Analysts and engineers on a budget are turning to R, Octave and Python instead of data analysis packages from proprietary vendors. But which of those is right for your needs?

Some businesses want all the benefits of a top-shelf data analysis package, but lack the budget to purchase one from SAS Institute, MathWorks, or another established, proprietary vendor.

However, analysts can still rely on open-source software and online-learning resources to bring data-mining capabilities into their organization. In fact, many are turning to R, Octave and Python with exactly this goal in mind.

Why Those Three?

When it comes to machine learning (the creation of algorithms that allow machines to recognize and react to patterns), matrix decomposition algorithms are critical. R, Octave and Python are flexible and easy to use for vectorization and matrix operations; they’re not just data-analysis packages, but also programming languages for creating one’s own functions or packages.

For analysts who lack the time to engage in extensive coding, these open-source packages also offer some very handy built-in functions and toolboxes.
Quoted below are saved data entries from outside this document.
//! Nearest-neighbor lookup against a saved index.

use std::fmt::Write;
use std::path::{Path, PathBuf};

use reposift_llm::EmbeddingProvider;

use crate::error::{IndexError, Result};
use crate::store::{FlatIndex, SearchHit};

pub const DEFAULT_TOP_K: usize = 5;
const SEPARATOR_WIDTH: usize = 40;

/// Embeds queries with the same kind of provider used for indexing.
pub struct Retriever<P: EmbeddingProvider> {
    provider: P,
    dir: PathBuf,
}

impl<P: EmbeddingProvider> Retriever<P> {
    #[must_use]
    pub fn new(provider: P, dir: impl Into<PathBuf>) -> Self {
        Self {
            provider,
            dir: dir.into(),
        }
    }

    #[must_use]
    pub fn dir(&self) -> &Path {
        &self.dir
    }

    /// The `k` chunks most similar to `query`, best first.
    ///
    /// # Errors
    ///
    /// Returns `IndexError::IndexNotFound` if no index was saved,
    /// `IndexError::Embedding` if the query cannot be embedded, or
    /// `IndexError::DimensionMismatch` if the query vector does not match the
    /// index.
    pub async fn retrieve(&self, query: &str, k: usize) -> Result<Vec<SearchHit>> {
        let index = FlatIndex::load(&self.dir).await?;
        if k == 0 {
            return Ok(Vec::new());
        }
        if index.model != self.provider.model() {
            tracing::warn!(
                index_model = %index.model,
                query_model = self.provider.model(),
                "index was built with a different embedding model"
            );
        }

        let vector = self.provider.embed(query).await?;
        if !index.is_empty() && vector.len() != index.dimension {
            return Err(IndexError::DimensionMismatch {
                expected: index.dimension,
                actual: vector.len(),
            });
        }

        let hits = index.search(&vector, k);
        tracing::debug!(k, hits = hits.len(), records = index.len(), "query answered");
        Ok(hits)
    }
}

/// Render hits for a terminal: a `Source:` line, the content, then a rule.
#[must_use]
pub fn format_hits(hits: &[SearchHit]) -> String {
    let rule = "-".repeat(SEPARATOR_WIDTH);
    let mut out = String::new();
    for hit in hits {
        let _ = writeln!(out, "Source: {}", hit.metadata.source);
        let _ = writeln!(out, "{}", hit.content);
        let _ = writeln!(out, "{rule}");
    }
    out
}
For example, both R and Octave have simple zscore functions for computing Z-Score; for Python, the function can be defined in a very straightforward manner:

def zscore(X):
mu = mean(X,None)
sigma = samplestd(X)
return (array(X)-mu)/sigma

If you want to use MCMC Bayesian estimation, R boasts MCMCpack, Octave includes pmtk3, and Python has PyMC.

All three options feature large and growing user communities (i.e., the R mailing list) that serve as vital hubs for sharing information and exchanging experiences.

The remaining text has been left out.